Extracted data entries >>
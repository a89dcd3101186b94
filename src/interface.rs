//! Background and parallel extraction over batches of texts.
//!
//! [`BatchInterface`] runs a batch on a worker thread and streams one
//! [`BatchRow`] per text back over a channel. Batches can be cancelled by id;
//! cancellation is cooperative and observed between texts.
//!
//! [`extract_parallel`] splits a batch across scoped threads. All of them read
//! the same grammar, which is never mutated after it is built.

use std::collections::HashMap;
use std::sync::atomic::{AtomicBool, Ordering};
use std::sync::mpsc::{self, Receiver};
use std::sync::{Arc, Mutex, MutexGuard, PoisonError};
use std::thread::JoinHandle;
use std::time::{Duration, Instant};

use tracing::{debug, info, warn};

use crate::error::{KopeckError, Result};
use crate::money::{Extractor, MoneyMatch};
use crate::token::Tagger;

/// Matches found in one text of a batch.
#[derive(Debug)]
pub struct BatchRow {
    /// Position of the text in the submitted batch.
    pub index: usize,
    pub matches: Result<Vec<MoneyMatch>>,
}

/// Cancellation token shared with the worker thread.
#[derive(Debug, Clone, Default)]
pub struct CancelToken(Arc<AtomicBool>);
impl CancelToken {
    pub fn new() -> Self { Self::default() }
    pub fn cancel(&self) { self.0.store(true, Ordering::SeqCst); }
    pub fn is_cancelled(&self) -> bool { self.0.load(Ordering::Relaxed) }
}

/// Opaque batch identifier.
#[derive(Debug, Clone, Copy, PartialEq, Eq, Hash)]
pub struct BatchId(u64);

/// Handle to a running or completed batch.
pub struct BatchHandle {
    pub id: BatchId,
    cancel: CancelToken,
    started: Instant,
    join: Option<JoinHandle<()>>,
    pub results: Receiver<BatchRow>,
}
impl BatchHandle {
    /// Request cancellation (cooperative). Texts already processed stay in the channel.
    pub fn cancel(&self) { self.cancel.cancel(); }
    /// Elapsed time since start.
    pub fn elapsed(&self) -> Duration { self.started.elapsed() }
    /// Drain every row and wait for the worker to finish.
    pub fn collect(mut self) -> Vec<BatchRow> {
        let rows: Vec<BatchRow> = self.results.iter().collect();
        if let Some(join) = self.join.take() {
            if join.join().is_err() {
                warn!(id = ?self.id, "batch worker panicked");
            }
        }
        rows
    }
}

/// Batch submission options.
#[derive(Debug, Clone, Default)]
pub struct BatchOptions {
    /// Texts not started before the deadline are skipped.
    pub timeout: Option<Duration>,
}

fn lock<T>(mutex: &Mutex<T>) -> MutexGuard<'_, T> {
    mutex.lock().unwrap_or_else(PoisonError::into_inner)
}

type Active = Arc<Mutex<HashMap<BatchId, CancelToken>>>;

/// Registry managing batch lifecycles.
pub struct BatchInterface<T: Tagger + 'static> {
    extractor: Arc<Extractor<T>>,
    next_id: Mutex<u64>,
    active: Active,
}

impl<T: Tagger + 'static> BatchInterface<T> {
    pub fn new(extractor: Arc<Extractor<T>>) -> Self {
        Self { extractor, next_id: Mutex::new(0), active: Arc::new(Mutex::new(HashMap::new())) }
    }

    fn allocate_id(&self) -> BatchId {
        let mut g = lock(&self.next_id);
        *g += 1;
        BatchId(*g)
    }

    /// Submit texts for extraction on a background thread.
    pub fn start_batch(&self, texts: Vec<String>, options: BatchOptions) -> BatchHandle {
        let id = self.allocate_id();
        let cancel = CancelToken::new();
        lock(&self.active).insert(id, cancel.clone());

        let (tx, rx) = mpsc::channel();
        let extractor = Arc::clone(&self.extractor);
        let active = Arc::clone(&self.active);
        let cancel_for_thread = cancel.clone();
        let started = Instant::now();
        let deadline = options.timeout.map(|d| started + d);
        let join = std::thread::spawn(move || {
            let total = texts.len();
            for (index, text) in texts.into_iter().enumerate() {
                if cancel_for_thread.is_cancelled() {
                    info!(?id, index, total, "batch cancelled");
                    break;
                }
                if deadline.is_some_and(|d| Instant::now() >= d) {
                    info!(?id, index, total, "batch timed out");
                    break;
                }
                let matches = extractor.extract(&text);
                if tx.send(BatchRow { index, matches }).is_err() {
                    debug!(?id, "batch receiver dropped");
                    break;
                }
            }
            lock(&active).remove(&id);
        });

        BatchHandle { id, cancel, started, join: Some(join), results: rx }
    }

    /// Run a batch synchronously on the current thread.
    pub fn run_sync(&self, texts: &[String]) -> Vec<Result<Vec<MoneyMatch>>> {
        texts.iter().map(|text| self.extractor.extract(text)).collect()
    }

    /// Cancel a batch by id. False when it is unknown or already finished.
    pub fn cancel(&self, id: BatchId) -> bool {
        if let Some(tok) = lock(&self.active).get(&id) {
            tok.cancel();
            true
        } else { false }
    }
}

/// Extracts from every text using up to `workers` threads. Results are in
/// input order.
pub fn extract_parallel<T, S>(extractor: &Extractor<T>, texts: &[S], workers: usize) -> Vec<Result<Vec<MoneyMatch>>>
where
    T: Tagger,
    S: AsRef<str> + Sync,
{
    if texts.is_empty() {
        return Vec::new();
    }
    let chunk = texts.len().div_ceil(workers.max(1));
    std::thread::scope(|scope| {
        let handles: Vec<_> = texts
            .chunks(chunk)
            .map(|part| {
                let worker = scope.spawn(move || {
                    part.iter().map(|text| extractor.extract(text.as_ref())).collect::<Vec<_>>()
                });
                (part.len(), worker)
            })
            .collect();
        handles
            .into_iter()
            .flat_map(|(len, worker)| {
                worker.join().unwrap_or_else(|_| {
                    warn!(len, "extraction worker panicked");
                    (0..len)
                        .map(|_| Err(KopeckError::Invariant("extraction worker panicked".into())))
                        .collect()
                })
            })
            .collect()
    })
}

Exercise >>
Nothing but the lines from the one containing "Results are in" through the final line of the data above is to be reproduced, each exactly as written.

Answer box >>
/// Extracts from every text using up to `workers` threads. Results are in
/// input order.
pub fn extract_parallel<T, S>(extractor: &Extractor<T>, texts: &[S], workers: usize) -> Vec<Result<Vec<MoneyMatch>>>
where
    T: Tagger,
    S: AsRef<str> + Sync,
{
    if texts.is_empty() {
        return Vec::new();
    }
    let chunk = texts.len().div_ceil(workers.max(1));
    std::thread::scope(|scope| {
        let handles: Vec<_> = texts
            .chunks(chunk)
            .map(|part| {
                let worker = scope.spawn(move || {
                    part.iter().map(|text| extractor.extract(text.as_ref())).collect::<Vec<_>>()
                });
                (part.len(), worker)
            })
            .collect();
        handles
            .into_iter()
            .flat_map(|(len, worker)| {
                worker.join().unwrap_or_else(|_| {
                    warn!(len, "extraction worker panicked");
                    (0..len)
                        .map(|_| Err(KopeckError::Invariant("extraction worker panicked".into())))
                        .collect()
                })
            })
            .collect()
    })
}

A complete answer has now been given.